Close your eyes and imagine the event going as planned. See yourself prepared leading up to the event and showing up confident. Be realistic in your imagery. Know that the goal is not to eliminate the anxiety, or else when the anxiety symptoms show up, you’re more likely to panic. Be prepared to show up anxious and rechannel the anxiety or simply be aware of it while maintaining a manageable level. You can also ask a professional, like a coach to use guided imagery to help you create your vision and manage your mental traps with specific strategies.

Photo by Alia Wilhelm on Unsplash

3. pack a SURVIVAL KIT

When we enter a state of panic, our reptilian brain (our most primitive brain system) enters fight or flight mode. In order to re-ground ourselves and effectively switch off this response, we need to activate our prefrontal lobe, which is involved in more logical thinking. A simple way to do this, is to use our 5 senses:  touch, smell, sound, sight and taste. See below for what I packed in my own survival kit.

Sample “Survival Kit”
Touch: I wore my mala bead bracelet so I could have something to hold onto to ground myself.
Smell: My Mala and Me bracelet was made partially from lava rocks, which are porous and retain the scent of essential oils. I coated the beads in oil formulated to reduce anxiety. I then inhaled the scent while deep breathing before going on air.
Sound: I packed headphones and meditation music to listen to in the green room. I didn’t end up listening and opted to talk to the other guests instead. Honestly, this was helpful as I took comfort in knowing I wasn’t the only one who was nervous.
Sight: I did not bring anything specific for sight but you can bring a calming picture, colour or anything. But since I was going to be on live, I decided to focus on making eye contact with the interviewer.
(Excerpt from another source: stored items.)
//! # Option Bags
//!
//! The configuration a host passes to `trigger`. Two options are understood
//! by every recipe:
//!
//! - `intensity` - scales particle counts and ranges (default 1)
//! - `colors` - palette override
//!
//! Anything else is a recipe-specific extra (`angle`, `direction`, ...),
//! read only by the recipe that cares. Unknown keys are ignored.
//!
//! Malformed values never fail: negative intensity becomes 0, unparseable
//! colors are dropped, an empty palette falls back to the recipe default.

use std::collections::BTreeMap;

use serde::{Deserialize, Serialize};

use crate::color::Color;

/// Upper bound on `intensity`, keeping particle batches small.
pub const MAX_INTENSITY: f32 = 8.0;

/// A recipe-specific option value.
#[derive(Debug, Clone, PartialEq, Serialize, Deserialize)]
#[serde(untagged)]
pub enum OptionValue {
    /// A boolean flag.
    Bool(bool),
    /// A number.
    Number(f64),
    /// A string.
    Text(String),
}

impl From<f64> for OptionValue {
    fn from(v: f64) -> Self {
        Self::Number(v)
    }
}

impl From<f32> for OptionValue {
    fn from(v: f32) -> Self {
        Self::Number(f64::from(v))
    }
}

impl From<bool> for OptionValue {
    fn from(v: bool) -> Self {
        Self::Bool(v)
    }
}

impl From<&str> for OptionValue {
    fn from(v: &str) -> Self {
        Self::Text(v.to_string())
    }
}

impl From<String> for OptionValue {
    fn from(v: String) -> Self {
        Self::Text(v)
    }
}

/// Options supplied at trigger time.
#[derive(Debug, Clone, Default, PartialEq, Serialize, Deserialize)]
#[serde(from = "RawOptions", into = "RawOptions")]
pub struct EffectOptions {
    intensity: Option<f32>,
    colors: Vec<Color>,
    extras: BTreeMap<String, OptionValue>,
}

impl EffectOptions {
    /// Empty option bag: every recipe default applies.
    #[must_use]
    pub fn new() -> Self {
        Self::default()
    }

    /// Sets the intensity.
    #[must_use]
    pub fn with_intensity(mut self, intensity: f32) -> Self {
        if !(0.0..=MAX_INTENSITY).contains(&intensity) {
            tracing::debug!("Intensity {} out of range, clamping", intensity);
        }
        self.intensity = Some(intensity);
        self
    }

    /// Overrides the palette with already parsed colors.
    #[must_use]
    pub fn with_palette(mut self, colors: impl IntoIterator<Item = Color>) -> Self {
        self.colors = colors.into_iter().collect();
        self
    }

    /// Overrides the palette from color strings. Unparseable entries are
    /// skipped with a warning.
    #[must_use]
    pub fn with_colors<I, S>(mut self, colors: I) -> Self
    where
        I: IntoIterator<Item = S>,
        S: AsRef<str>,
    {
        self.colors = parse_lenient(colors);
        self
    }

    /// Sets a recipe-specific option.
    #[must_use]
    pub fn with(mut self, key: impl Into<String>, value: impl Into<OptionValue>) -> Self {
        self.extras.insert(key.into(), value.into());
        self
    }

    /// Intensity, clamped to `[0, MAX_INTENSITY]`. Missing or non-finite is 1.
    #[must_use]
    pub fn intensity(&self) -> f32 {
        match self.intensity {
            Some(v) if v.is_finite() => v.clamp(0.0, MAX_INTENSITY),
            _ => 1.0,
        }
    }

    /// Scales a recipe's base particle count by the intensity.
    #[must_use]
    pub fn scaled_count(&self, base: usize) -> usize {
        (base as f32 * self.intensity()).round() as usize
    }

    /// The palette override, or `default` if none was given.
    #[must_use]
    pub fn palette<'a>(&'a self, default: &'a [Color]) -> &'a [Color] {
        if self.colors.is_empty() {
            default
        } else {
            &self.colors
        }
    }

    /// A numeric extra.
    #[must_use]
    pub fn number(&self, key: &str) -> Option<f32> {
        match self.extras.get(key) {
            Some(OptionValue::Number(v)) if v.is_finite() => Some(*v as f32),
            _ => None,
        }
    }

    /// A string extra.
    #[must_use]
    pub fn text(&self, key: &str) -> Option<&str> {
        match self.extras.get(key) {
            Some(OptionValue::Text(v)) => Some(v.as_str()),
            _ => None,
        }
    }

    /// A boolean extra.
    #[must_use]
    pub fn flag(&self, key: &str) -> Option<bool> {
        match self.extras.get(key) {
            Some(OptionValue::Bool(v)) => Some(*v),
            _ => None,
        }
    }
}

fn parse_lenient<I, S>(colors: I) -> Vec<Color>
where
    I: IntoIterator<Item = S>,
    S: AsRef<str>,
{
    colors
        .into_iter()
        .filter_map(|s| match Color::parse(s.as_ref()) {
            Ok(color) => Some(color),
            Err(err) => {
                tracing::warn!("ignoring palette entry: {}", err);
                None
            }
        })
        .collect()
}

/// Wire shape of [`EffectOptions`]: colors as strings, extras flattened.
#[derive(Debug, Clone, Default, Serialize, Deserialize)]
struct RawOptions {
    #[serde(default, skip_serializing_if = "Option::is_none")]
    intensity: Option<f32>,
    #[serde(default, skip_serializing_if = "Vec::is_empty")]
    colors: Vec<String>,
    #[serde(flatten)]
    extras: BTreeMap<String, OptionValue>,
}

impl From<RawOptions> for EffectOptions {
    fn from(raw: RawOptions) -> Self {
        Self {
            intensity: raw.intensity,
            colors: parse_lenient(raw.colors),
            extras: raw.extras,
        }
    }
}

impl From<EffectOptions> for RawOptions {
    fn from(options: EffectOptions) -> Self {
        Self {
            intensity: options.intensity,
            colors: options.colors.iter().map(ToString::to_string).collect(),
            extras: options.extras,
        }
    }
}

#[cfg(test)]
mod tests {
    use super::*;

    #[test]
    fn test_intensity_defaults_and_clamps() {
        assert!((EffectOptions::new().intensity() - 1.0).abs() < f32::EPSILON);
        assert!(EffectOptions::new().with_intensity(-2.0).intensity().abs() < f32::EPSILON);
        assert!(
            (EffectOptions::new().with_intensity(1e9).intensity() - MAX_INTENSITY).abs()
                < f32::EPSILON
        );
        assert!(
            (EffectOptions::new().with_intensity(f32::NAN).intensity() - 1.0).abs()
                < f32::EPSILON
        );
    }

    #[test]
    fn test_scaled_count() {
        let opts = EffectOptions::new().with_intensity(1.5);
        assert_eq!(opts.scaled_count(20), 30);
        assert_eq!(EffectOptions::new().with_intensity(0.0).scaled_count(20), 0);
    }

    #[test]
    fn test_palette_falls_back_when_empty_or_invalid() {
        let default = [Color::WHITE];
        let opts = EffectOptions::new().with_colors(["not-a-color", "#zz0000"]);
        assert_eq!(opts.palette(&default), &default);

        let opts = EffectOptions::new().with_colors(["#ff0000", "bogus"]);
        assert_eq!(opts.palette(&default), &[Color::rgb(255, 0, 0)]);
    }

    #[test]
    fn test_extras_are_typed() {
        let opts = EffectOptions::new()
            .with("angle", 45.0_f32)
            .with("direction", "up")
            .with("loop", true);
        assert_eq!(opts.number("angle"), Some(45.0));
        assert_eq!(opts.text("direction"), Some("up"));
        assert_eq!(opts.flag("loop"), Some(true));
        // Wrong type or missing reads as absent.
        assert_eq!(opts.number("direction"), None);
        assert_eq!(opts.text("missing"), None);
    }

    #[test]
    fn test_deserializes_from_toml() {
        let opts: EffectOptions = toml::from_str(
            r##"
            intensity = 2.5
            colors = ["#ff0000", "nope", "gold"]
            angle = 30
            direction = "left"
            "##,
        )
        .unwrap();

        assert!((opts.intensity() - 2.5).abs() < f32::EPSILON);
        assert_eq!(
            opts.palette(&[]),
            &[Color::rgb(255, 0, 0), Color::rgb(255, 215, 0)]
        );
        assert_eq!(opts.number("angle"), Some(30.0));
        assert_eq!(opts.text("direction"), Some("left"));
    }
}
This helped me stay connected and grounded. For some types of anxiety, eye contact can have the opposite effect, so know your triggers and determine the best visual to keep you grounded. 
Taste: I brought a calming anti-anxiety tea that I slowly sipped before going on air. Alternatively, you can suck on a candy or mint. Since I also have a fear of choking, I opted to go without anything in my mouth when on camera. 

4. do a POWER POSE

I mentioned above that I did some deep breathing beforehand. But the other thing you can do is a power pose. Research by Amy Cuddy and others in 2010 suggested by doing a power pose for 2 minutes, your power hormone (testosterone) goes up, and your stress hormone (cortisol) goes down. The study has since been discredited as it failed to replicate, but even if the power pose doesn’t affect your hormones, it’s an opportunity to use imagery and body language to give yourself a little boost and mental reminder that "you got this!"

5. flip the script 

Thought records are often used in cognitive behavioural therapy to treat anxiety and other conditions. You simply complete the worksheet below to capture your feelings, unhelpful thoughts, and facts that both support and provide evidence against the unhelpful thoughts. Again, this works best with a professional who can effectively challenge you to ensure the end result is a more balanced perspective. You then come up with a short, balanced statement that will help you prior to the anxiety-provoking event. I wrote my balanced statement on a cue card and included it in my survival kit to read beforehand. Instead of my original unhelpful thought, "Am I going to panic?"; my balanced statement was “Yes, I feel anxious because I want to do well, but I have had many more successful speaking experiences than unsuccessful ones and today I am prepared.”

I hope that you find this list thorough and useful. Share with your friends who might need some tips to overcome their fear. I will continue to update this list as I learn new strategies. I’d love to hear what strategies you’ve tested. It’s important that we don’t let our fear stop us from doing the things that will lead us to living our most fulfilling and purposeful lives.